Effects of aminotriazole treatment on biosyntheses of primary bile acids in vivo.

The influence of aminotriazole treatment on primary bile acid biosynthesis was studied in detail. After administration of aminotriazole to rats, bile was collected for 8 h. The content of chenodeoxycholic acid in the bile was increased to 144% of the control by aminotriazole treatment, but that of cholic acid was decreased to 48.4%. In another experiment, [4-14C]cholesterol was injected into rats immediately after aminotriazole treatment, and then bile was collected. The content of radioactive chenodeoxycholic acid in the bile was significantly increased to 130% of the control, but that of radioactive cholic acid was unchanged. In a similar experiment with [2-14C]mevalonate, the content of radioactive chenodeoxycholic acid in the bile was hardly changed by aminotriazole treatment, but that of radioactive cholic acid was greatly decreased to 41.2% of the control.
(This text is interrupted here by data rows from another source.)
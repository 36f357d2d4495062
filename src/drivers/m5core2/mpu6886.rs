use log::info;

use super::MPU6886_ADDR;
use crate::{
    eyes::{AccelSample, AccelSource, Fx},
    platform::{DelayOps, I2cOps},
};

const REG_SMPLRT_DIV: u8 = 0x19;
const REG_CONFIG: u8 = 0x1A;
const REG_GYRO_CONFIG: u8 = 0x1B;
const REG_ACCEL_CONFIG: u8 = 0x1C;
const REG_ACCEL_CONFIG2: u8 = 0x1D;
const REG_ACCEL_XOUT_H: u8 = 0x3B;
const REG_PWR_MGMT_1: u8 = 0x6B;
const REG_WHO_AM_I: u8 = 0x75;
const WHO_AM_I_VALUE: u8 = 0x19;

/// +/-8 g full scale: 4096 LSB per g, so one LSB is 16 fixed-point bits.
const ACCEL_FX_BITS_PER_LSB: i32 = 16;

#[derive(Clone, Copy, Debug, PartialEq, Eq)]
pub enum ImuError<E> {
    Bus(E),
    NotReady,
}

impl<E> From<E> for ImuError<E> {
    fn from(value: E) -> Self {
        Self::Bus(value)
    }
}

pub fn accel_from_raw(raw: &[u8; 6]) -> AccelSample {
    let axis = |hi: u8, lo: u8| {
        Fx::from_bits(i32::from(i16::from_be_bytes([hi, lo])) * ACCEL_FX_BITS_PER_LSB)
    };
    AccelSample::new(
        axis(raw[0], raw[1]),
        axis(raw[2], raw[3]),
        axis(raw[4], raw[5]),
    )
}

/// 6-axis IMU; only the accelerometer is read.
pub struct Mpu6886<I2C> {
    i2c: I2C,
    ready: bool,
}

impl<I2C: I2cOps> Mpu6886<I2C> {
    pub fn new(i2c: I2C) -> Self {
        Self { i2c, ready: false }
    }

    pub const fn is_ready(&self) -> bool {
        self.ready
    }

    pub fn init<D: DelayOps>(&mut self, delay: &D) -> Result<bool, I2C::Error> {
        self.ready = false;
        if self.i2c.read_reg(MPU6886_ADDR, REG_WHO_AM_I)? != WHO_AM_I_VALUE {
            return Ok(false);
        }

        self.i2c.write_reg(MPU6886_ADDR, REG_PWR_MGMT_1, 0x00)?;
        delay.delay_ms(10);
        // Device reset.
        self.i2c.write_reg(MPU6886_ADDR, REG_PWR_MGMT_1, 0x80)?;
        delay.delay_ms(10);
        // Auto-select the PLL clock.
        self.i2c.write_reg(MPU6886_ADDR, REG_PWR_MGMT_1, 0x01)?;
        delay.delay_ms(10);
        // +/-8 g.
        self.i2c.write_reg(MPU6886_ADDR, REG_ACCEL_CONFIG, 0x10)?;
        // +/-2000 dps.
        self.i2c.write_reg(MPU6886_ADDR, REG_GYRO_CONFIG, 0x18)?;
        // DLPF 176 Hz.
        self.i2c.write_reg(MPU6886_ADDR, REG_CONFIG, 0x01)?;
        // 1 kHz / (1 + 5).
        self.i2c.write_reg(MPU6886_ADDR, REG_SMPLRT_DIV, 0x05)?;
        self.i2c.write_reg(MPU6886_ADDR, REG_ACCEL_CONFIG2, 0x00)?;
        delay.delay_ms(1);

        self.ready = true;
        info!("imu: mpu6886 ready range=8g");
        Ok(true)
    }

    pub fn read_accel(&mut self) -> Result<AccelSample, ImuError<I2C::Error>> {
        if !self.ready {
            return Err(ImuError::NotReady);
        }
        let mut raw = [0u8; 6];
        self.i2c
            .write_read(MPU6886_ADDR, &[REG_ACCEL_XOUT_H], &mut raw)?;
        Ok(accel_from_raw(&raw))
    }

    pub fn release(self) -> I2C {
        self.i2c
    }
}

impl<I2C: I2cOps> AccelSource for Mpu6886<I2C> {
    type Error = ImuError<I2C::Error>;

    fn sample(&mut self) -> Result<AccelSample, Self::Error> {
        self.read_accel()
    }
}

#[cfg(test)]
mod tests;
Aminotriazole treatment did not affect the ratios of tauroconjugate to glycoconjugate of the two bile acids. Thus, aminotriazole treatment affects the syntheses of not only cholesterol (F. Hashimoto, C. Sugimoto and H. Hayashi, Chem. Pharm. Bull., 38, 2532 (1990); F. Hashimoto and H. Hayashi, Biochim. Biophys. Acta, 1086, 115 (1991)) but also primary bile acids in vivo. Namely, aminotriazole treatment activated biosynthesis of chenodeoxycholic acid from exogenous cholesterol, but did not affect that of cholic acid. Aminotriazole hardly affected the synthesis of chenodeoxycholic acid through endogenous cholesterol (from mevalonate), but inhibited that of cholic acid.